Todavia, “com tantas novidades e acontecimentos em Ilhéus, aquela 'devassidão' (como dizia Doroteia) já não constituía escândalo” (AMADO, 2012, p. 297). Por exemplo, com a morte de Ramiro Bastos, queria-se saber quem seria o novo líder político da região; especulava-se um projeto de casamento entre Jerusa – a filha do dr. Alfredo Bastos – e Berto – filho do coronel Amâncio Leal – como forma de união das famílias. Note-se que a moça de família, nesse período, poderia representar uma moeda de troca dentro de uma dada lógica política constituída.

Com assuntos assim empolgantes, como iriam os ilheenses interessar-se pelo caso de Glória e Josué a prolongar-se há meses sem incidentes? Só mesmo as solteironas, invejosas agora do constante júbilo estampado no rosto de Glória, ainda lhe dedicavam seus comentários (AMADO, 2012, p. 298).

Precisava que algum acontecimento extraordinário com o casal de amantes ocorresse para quebrar sua feliz monotonia e despertasse novamente as atenções do povo de Ilhéus. “Se Coriolano viesse a saber e fizesse uma das suas, aí, sim, valeria a pena” retomar os comentários (AMADO, 2012, p. 298). Seria divertido.

O problema é que não foi divertido...

Certa noite, por volta das dez horas – relativamente cedo –, Josué já havia cruzado a porta de Glória há mais de uma hora.
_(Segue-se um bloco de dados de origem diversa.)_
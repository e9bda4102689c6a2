//! Classify-then-enrich pipeline.
//!
//! One [`run`](ClassifyAndEnrichPipeline::run) classifies an image, takes the
//! top label, looks it up in the encyclopedia and folds both outcomes into an
//! [`EnrichedResult`]. Steps are strictly sequential and nothing is retried.
//!
//! ```rust,no_run
//! use std::sync::Arc;
//! # use whatflower::{ClassifyAndEnrichPipeline, Image, ImageClassifier, WikipediaClient};
//!
//! # async fn example(classifier: Arc<dyn ImageClassifier>) -> whatflower::Result<()> {
//! let pipeline = ClassifyAndEnrichPipeline::new(classifier, Arc::new(WikipediaClient::new()?));
//! let result = pipeline.run(&Image::open("daisy.jpg")?).await;
//! println!("{}: {}", result.display_title(), result.message());
//! # Ok(())
//! # }
//! ```

mod builder;

pub use builder::PipelineBuilder;

use std::sync::Arc;
use std::time::Instant;

use tokio::sync::{Mutex, watch};
use tokio_util::sync::CancellationToken;
use tracing::{debug, info, instrument, warn};

use crate::error::ErrorKind;
use crate::telemetry;
use crate::traits::{EncyclopediaClient, ImageClassifier};
use crate::types::{
    EnrichedResult, Image, NO_INFORMATION_PLACEHOLDER, PipelineError, PipelineState, RunOutcome,
    normalize_topic,
};
use crate::{Result, WhatFlowerError};

/// Orchestrates one classifier and one encyclopedia client.
///
/// Concurrent runs on the same instance are serialized: each run holds the
/// run lock from `Classifying` until `Done`, so observers of
/// [`subscribe`](Self::subscribe) never see two runs interleave.
pub struct ClassifyAndEnrichPipeline {
    classifier: Arc<dyn ImageClassifier>,
    encyclopedia: Arc<dyn EncyclopediaClient>,
    run_lock: Mutex<()>,
    state: watch::Sender<PipelineState>,
}

impl ClassifyAndEnrichPipeline {
    pub fn new(
        classifier: Arc<dyn ImageClassifier>,
        encyclopedia: Arc<dyn EncyclopediaClient>,
    ) -> Self {
        let (state, _) = watch::channel(PipelineState::Idle);
        Self {
            classifier,
            encyclopedia,
            run_lock: Mutex::new(()),
            state,
        }
    }

    pub fn builder() -> PipelineBuilder {
        PipelineBuilder::new()
    }

    /// Current state of the pipeline.
    pub fn state(&self) -> PipelineState {
        *self.state.borrow()
    }

    /// Watch state transitions.
    pub fn subscribe(&self) -> watch::Receiver<PipelineState> {
        self.state.subscribe()
    }

    pub fn classifier(&self) -> &Arc<dyn ImageClassifier> {
        &self.classifier
    }

    pub fn encyclopedia(&self) -> &Arc<dyn EncyclopediaClient> {
        &self.encyclopedia
    }

    /// Classify `image` and enrich the top label.
    ///
    /// Never fails: classifier and encyclopedia errors are reported in
    /// [`EnrichedResult::error`].
    pub async fn run(&self, image: &Image) -> EnrichedResult {
        let never = CancellationToken::new();
        match self.run_with_cancel(image, &never).await {
            Ok(result) => result,
            // Only cancellation is reported as `Err`.
            Err(e) => EnrichedResult::failure(
                String::new(),
                None,
                PipelineError::from_error(&e, ErrorKind::Model),
            ),
        }
    }

    /// Like [`run`](Self::run), but abandons the run if `cancel` fires.
    ///
    /// The token is checked before classification and again before the
    /// encyclopedia lookup; an inference already in flight is allowed to
    /// finish. A cancelled run returns [`WhatFlowerError::Cancelled`] and
    /// leaves the pipeline `Idle`. Dropping the returned future mid-run also
    /// leaves the pipeline `Idle`.
    #[instrument(skip_all, fields(
        classifier = self.classifier.name(),
        encyclopedia = self.encyclopedia.name(),
    ))]
    pub async fn run_with_cancel(
        &self,
        image: &Image,
        cancel: &CancellationToken,
    ) -> Result<EnrichedResult> {
        let _lock = self.run_lock.lock().await;
        let started = Instant::now();
        // Publishes `Idle` if this run ends without reaching `finish`,
        // including when the caller drops the future mid-run.
        let abandoned = AbandonedRun::new(&self.state);

        bail_if_cancelled(cancel)?;
        self.state.send_replace(PipelineState::Classifying);

        let stage = Instant::now();
        let classified = self.classifier.classify(image).await;
        record_stage("classify", stage);

        let top = match classified {
            Ok(classifications) => classifications
                .into_iter()
                .next()
                .filter(|top| !top.label.trim().is_empty())
                .ok_or_else(|| {
                    PipelineError::new(ErrorKind::Model, "classifier returned no usable label")
                }),
            Err(e) => Err(PipelineError::from_error(&e, ErrorKind::Model)),
        };
        let top = match top {
            Ok(top) => top,
            Err(error) => {
                abandoned.disarm();
                return Ok(self.finish(started, EnrichedResult::failure("", None, error)));
            }
        };
        debug!(label = %top.label, confidence = top.confidence, "classified");

        // No confidence gate: the top label is looked up however unsure the
        // classifier was.
        bail_if_cancelled(cancel)?;
        self.state.send_replace(PipelineState::Enriching);

        let stage = Instant::now();
        let looked_up = self.encyclopedia.lookup(&top.label).await;
        record_stage("enrich", stage);

        let result = match looked_up {
            Ok(mut summary) => {
                if !summary.has_extract() {
                    summary.extract = NO_INFORMATION_PLACEHOLDER.to_string();
                }
                let label = if summary.is_found() {
                    normalize_topic(&top.label)
                } else {
                    top.label
                };
                EnrichedResult::success(label, top.confidence, summary)
            }
            Err(e) => EnrichedResult::failure(
                top.label,
                Some(top.confidence),
                PipelineError::from_error(&e, ErrorKind::Network),
            ),
        };

        abandoned.disarm();
        Ok(self.finish(started, result))
    }

    /// Publish the terminal state and record run metrics.
    fn finish(&self, started: Instant, result: EnrichedResult) -> EnrichedResult {
        let (outcome, status) = match &result.error {
            None => (RunOutcome::Succeeded, "ok"),
            Some(error) => {
                warn!(kind = %error.kind, detail = %error.detail, label = %result.label, "pipeline run failed");
                let status = match error.kind {
                    ErrorKind::Model => "model_error",
                    ErrorKind::Network => "network_error",
                    ErrorKind::Parse => "parse_error",
                };
                (RunOutcome::Failed, status)
            }
        };

        metrics::counter!(telemetry::RUNS_TOTAL, "status" => status).increment(1);
        metrics::histogram!(telemetry::RUN_DURATION_SECONDS)
            .record(started.elapsed().as_secs_f64());

        self.state.send_replace(PipelineState::Done(outcome));
        result
    }
}

fn bail_if_cancelled(cancel: &CancellationToken) -> Result<()> {
    if cancel.is_cancelled() {
        return Err(WhatFlowerError::Cancelled);
    }
    Ok(())
}

/// Resets the state to `Idle` when a run stops before producing a result.
///
/// Covers both token cancellation and the run future being dropped.
struct AbandonedRun<'a> {
    state: &'a watch::Sender<PipelineState>,
    armed: bool,
}

impl<'a> AbandonedRun<'a> {
    fn new(state: &'a watch::Sender<PipelineState>) -> Self {
        Self { state, armed: true }
    }

    fn disarm(mut self) {
        self.armed = false;
    }
}

impl Drop for AbandonedRun<'_> {
    fn drop(&mut self) {
        if !self.armed {
            return;
        }
        info!("pipeline run cancelled");
        metrics::counter!(telemetry::RUNS_CANCELLED_TOTAL).increment(1);
        self.state.send_replace(PipelineState::Idle);
    }
}

fn record_stage(stage: &'static str, start: Instant) {
    metrics::histogram!(telemetry::STAGE_DURATION_SECONDS, "stage" => stage)
        .record(start.elapsed().as_secs_f64());
}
Coriolano Ribeiro aparecera na praça, dirigira-se diretamente a casa da manceba. Houve um ranger de cadeiras e mesas entre os presentes no Bar Vesúvio. “Coriolano metia a chave na porta, a agitação crescia no bar, Nacib andou para a porta do largo passeio. Ficaram atentos, à espera de gritos, talvez tiros. Não houve nada disso. Da casa de Glória não chegava nenhum rumor” (AMADO, 2012, p. 298).

Depois de alguns minutos demorados, saiu pela porta, de braços dados, Glória e Josué, andando pela avenida da praia, para evitar a passagem frente ao Bar Vesúvio, ainda movimentado naquela hora. Um pouco depois, a empregada apareceu trazendo e arrumando no passeio os baús e malas de Glória. Depois veio um carregador para apanhar as malas.

Sem tiros, sem espancamentos, sem espetáculo. Coriolano Ribeiro apenas mandou Glória embora... por que agira de tal forma? Reflexos da idade avançada, do cansaço gerado pela velhice? Ou se trata de um reflexo dos novos tempos, da nova cultura que minava os velhos hábitos do povo daquela terra? Como saber? A verdade é que já não procurou mais saber se era ou não enganado por suas amantes. Assim, até Nacib se deitara com a nova cabrocha trazida da roça, a morar na casa da praça.

Já Glória, juntou-se com Ribeirinho – o coronel cujas as histórias puseram medo em Anabela que fugiu. Ele montou-lhe uma casa próxima à estação de trem. Vivia sempre junto com Josué, “por vezes, até comiam os três no restaurante, davam-se bem” (AMADO, 2012, p. 317). E, assim, a rapariga Glória passou a viver feliz, do jeito que tanto sonhara: com o dinheiro de coronel e com amor do professor, em perfeita harmonia.